In a recent order of the Division Bench of the Delhi High Court in the case of Simplex Infrastructure Limited vs Energo Engineering Projects Limited, Simplex Infrastructure filed a review petition seeking review of an earlier order passed on December 10, 2015, in which the Court dismissed the grant of certain interim reliefs against Energo Engineering Projects Limited. The Court rejected the claim for interim reliefs because there was no arbitration clause between the two concerned parties in the Deed of Joint Undertaking and thus, the petition was not maintainable under Section 9 of Arbitration and Conciliation Act, 1996.

.................................................................................................


India: Madras High Court holds that it can entertain petitions to direct Police to register FIR by inherent powers under Section 482

 

Source : www.hcmadras.tn.nic.in

 

In a recent Petition filed by Mr.
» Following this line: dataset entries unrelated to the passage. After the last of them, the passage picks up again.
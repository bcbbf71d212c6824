//! Engine wiring and lifecycle.
//!
//! A [`ListenerEngine`] is one of N identically-behaving instances with no
//! direct communication between them; all coordination goes through the
//! store's conditional updates. Within the process it owns the shared
//! context (repositories, scheduler, lock manager, cancellation token) and
//! spawns the heartbeat loop, both pollers, the registry watcher, and the
//! processor pool.

use std::sync::Arc;

use tokio::sync::{broadcast, mpsc};
use tokio_util::sync::CancellationToken;
use tracing::{info, warn};
use uuid::Uuid;

use syncra_core::{
    defaults, DocumentRepository, Error, JobScheduler, ListenerConfig, ListenerRepository, Result,
};

use crate::acquisition::run_acquisition_loop;
use crate::lease::LockManager;
use crate::processor::spawn_pool;
use crate::reconcile::run_reconcile_loop;
use crate::registry::run_registry_loop;
use crate::watcher::WatcherSet;

/// Event emitted by the engine.
#[derive(Debug, Clone)]
pub enum EngineEvent {
    /// The engine started its loops.
    Started,
    /// The engine finished shutting down.
    Stopped,
    /// A lease was claimed by this instance.
    LeaseAcquired { listener_id: Uuid },
    /// A change-feed subscription became active.
    WatcherStarted { listener_id: Uuid },
    /// A watcher was stopped deliberately.
    WatcherStopped { listener_id: Uuid },
    /// A change feed dropped; the lease was released and a restart scheduled.
    WatcherErrored { listener_id: Uuid },
    /// A job was submitted and the completion record written.
    JobDispatched {
        listener_id: Uuid,
        document_id: Uuid,
        job_id: Uuid,
        job_name: String,
    },
    /// Job submission failed; left for reconciliation.
    DispatchFailed {
        listener_id: Uuid,
        document_id: Uuid,
        error: String,
    },
}

/// Shared state handed to every component of one engine instance.
pub(crate) struct EngineContext {
    pub listeners: Arc<dyn ListenerRepository>,
    pub documents: Arc<dyn DocumentRepository>,
    pub scheduler: Arc<dyn JobScheduler>,
    pub config: ListenerConfig,
    pub locks: LockManager,
    pub event_tx: broadcast::Sender<EngineEvent>,
    pub cancel: CancellationToken,
}

impl EngineContext {
    pub fn emit(&self, event: EngineEvent) {
        // Nobody listening is fine.
        let _ = self.event_tx.send(event);
    }

    #[cfg(test)]
    pub fn for_tests(
        listeners: Arc<dyn ListenerRepository>,
        documents: Arc<dyn DocumentRepository>,
        scheduler: Arc<dyn JobScheduler>,
        config: ListenerConfig,
    ) -> Arc<Self> {
        let (event_tx, _) = broadcast::channel(defaults::ENGINE_EVENT_CAPACITY);
        let owner_id = Uuid::new_v4().to_string();
        Arc::new(Self {
            locks: LockManager::new(listeners.clone(), owner_id, &config),
            listeners,
            documents,
            scheduler,
            config,
            event_tx,
            cancel: CancellationToken::new(),
        })
    }
}

/// The change-driven job dispatch engine.
pub struct ListenerEngine {
    ctx: Arc<EngineContext>,
    watchers: Arc<WatcherSet>,
}

impl ListenerEngine {
    /// Create an engine instance with a fresh random owner id.
    ///
    /// Fails fast on configuration that breaks the lease protocol
    /// ([`ListenerConfig::validate`]).
    pub fn new(
        listeners: Arc<dyn ListenerRepository>,
        documents: Arc<dyn DocumentRepository>,
        scheduler: Arc<dyn JobScheduler>,
        config: ListenerConfig,
    ) -> Result<Self> {
        config.validate()?;
        let owner_id = Uuid::new_v4().to_string();
        let (event_tx, _) = broadcast::channel(defaults::ENGINE_EVENT_CAPACITY);
        let ctx = Arc::new(EngineContext {
            locks: LockManager::new(listeners.clone(), owner_id, &config),
            listeners,
            documents,
            scheduler,
            config,
            event_tx,
            cancel: CancellationToken::new(),
        });
        Ok(Self {
            ctx,
            watchers: Arc::new(WatcherSet::new()),
        })
    }

    /// The opaque instance identifier leases are claimed under.
    pub fn owner_id(&self) -> &str {
        self.ctx.locks.owner_id()
    }

    /// Start all loops and return a handle for control.
    pub fn start(self) -> EngineHandle {
        let ctx = self.ctx;
        let watchers = self.watchers;

        info!(
            owner_id = %ctx.locks.owner_id(),
            heartbeat_interval = ?ctx.config.heartbeat_interval,
            stale_threshold = ?ctx.config.stale_threshold,
            "listener engine starting"
        );

        let (tx, rx) = mpsc::channel(ctx.config.event_queue_capacity);

        // Processor pool; the supervisor just keeps the JoinSet alive.
        let mut pool = spawn_pool(ctx.clone(), rx);
        tokio::spawn(async move { while pool.join_next().await.is_some() {} });

        // Heartbeat loop.
        tokio::spawn({
            let ctx = ctx.clone();
            async move {
                ctx.locks.run_heartbeat_loop(ctx.cancel.clone()).await;
            }
        });

        // Lease acquisition poller.
        tokio::spawn({
            let ctx = ctx.clone();
            let watchers = watchers.clone();
            let tx = tx.clone();
            async move { run_acquisition_loop(ctx, watchers, tx).await }
        });

        // Reconciliation poller.
        tokio::spawn({
            let ctx = ctx.clone();
            let watchers = watchers.clone();
            let tx = tx.clone();
            async move { run_reconcile_loop(ctx, watchers, tx).await }
        });

        // Listener registry watcher.
        tokio::spawn({
            let ctx = ctx.clone();
            let watchers = watchers.clone();
            async move { run_registry_loop(ctx, watchers, tx).await }
        });

        ctx.emit(EngineEvent::Started);
        let event_rx = ctx.event_tx.subscribe();
        EngineHandle {
            ctx,
            watchers,
            event_rx,
        }
    }
}

/// Handle for controlling a running engine.
pub struct EngineHandle {
    ctx: Arc<EngineContext>,
    watchers: Arc<WatcherSet>,
    event_rx: broadcast::Receiver<EngineEvent>,
}

impl EngineHandle {
    /// Stop all loops, close every active change-feed subscription, and
    /// release every lease this instance holds, so other instances can
    /// reclaim ownership without waiting out the staleness window.
    /// Idempotent.
    pub async fn shutdown(&self) -> Result<()> {
        if self.ctx.cancel.is_cancelled() {
            return Ok(());
        }
        info!(owner_id = %self.ctx.locks.owner_id(), "listener engine shutting down");
        self.ctx.cancel.cancel();

        for listener_id in self.watchers.active_ids() {
            self.watchers.stop(listener_id);
        }

        // Release everything held under this owner, including leases whose
        // watcher was mid-restart and not in the set.
        match self.ctx.listeners.list().await {
            Ok(all) => {
                for listener in all {
                    if listener
                        .lease
                        .as_ref()
                        .is_some_and(|l| l.is_held_by(self.ctx.locks.owner_id()))
                    {
                        self.ctx.locks.release(listener.id).await;
                    }
                }
            }
            Err(e) => warn!(error = %e, "could not enumerate leases during shutdown"),
        }

        self.ctx.emit(EngineEvent::Stopped);
        info!(owner_id = %self.ctx.locks.owner_id(), "listener engine stopped");
        Ok(())
    }

    /// Get a receiver for engine events.
    pub fn events(&self) -> broadcast::Receiver<EngineEvent> {
        self.event_rx.resubscribe()
    }

    /// The instance identifier of the running engine.
    pub fn owner_id(&self) -> &str {
        self.ctx.locks.owner_id()
    }

    /// Listener ids with an active watcher in this process.
    pub fn active_listeners(&self) -> Vec<Uuid> {
        self.watchers.active_ids()
    }
}

/// Block until a termination signal, then shut the engine down gracefully.
pub async fn run_until_shutdown(handle: &EngineHandle) -> Result<()> {
    tokio::signal::ctrl_c()
        .await
        .map_err(|e| Error::Internal(format!("failed to listen for shutdown signal: {e}")))?;
    handle.shutdown().await
}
K. Raghupathy (hereinafter referred to as the “Petitioner”) against the Commissioner of Police and the Sub-inspector of Police (hereinafter collectively referred to as the “Respondents”) under Section 482 of the Criminal Procedure Code (CrPC), seeking relief that the Hon’ble Court may direct the Respondents to register the Complaint filed by the Petitioner. The Registry expressed doubts over the maintainability of this petition in view of the judgment titled Sugesan Transport Pvt. Ltd. vs. Assistant Commissioner of Police & Anr. [2016 (5) CTC 577], passed by a single judge of the Madras High Court. However, the Hon’ble Justice Mr. M.S. Ramesh clarified that the petition was indeed maintainable, and that the Court has the power to grant such directions under Section 482 CrPC.

 

Background:

 

The Petitioner had filed the above mentioned petition before the High Court of Madras under Section 482 of the Code of Criminal Procedure, praying that the Respondents be directed to register the complaint filed by him on June 13, 2017. As per the prescribed procedure in such circumstances, i.e., where the Police officer does not register a complaint relating to a cognizable offence, the complainant may either seek directions from the Superintendent of Police under Section 154(3) or institute a complaint before the Magistrate of First Class under Section 190 of the Code to get the complaint registered and for further enquiry. The present petition was referred to the Hon’ble Single Judge for examining its maintainability in the light of the abovementioned judgment (Sugesan Transport) wherein it was held that the High Court could not pass such direction without exhausting the alternate remedies provided under Section 154 and Section 190 read with Section 200 of CrPC.

Issue before the Court:

 

Whether a petition under Section 482 seeking direction from the High Court to the Police to register a complaint is maintainable?

 

Observations by the Court:        

 

Before proceeding with the observations of the Hon’ble Court, it would be beneficial to reproduce Section 482 hereinbelow for ready reference;

    “Nothing in this Code shall be deemed to limit or affect the inherent powers of the High Court to make such orders as may be necessary to give effect to any order under this Code, or to prevent abuse of the process of any Court or otherwise to secure the ends of justice.”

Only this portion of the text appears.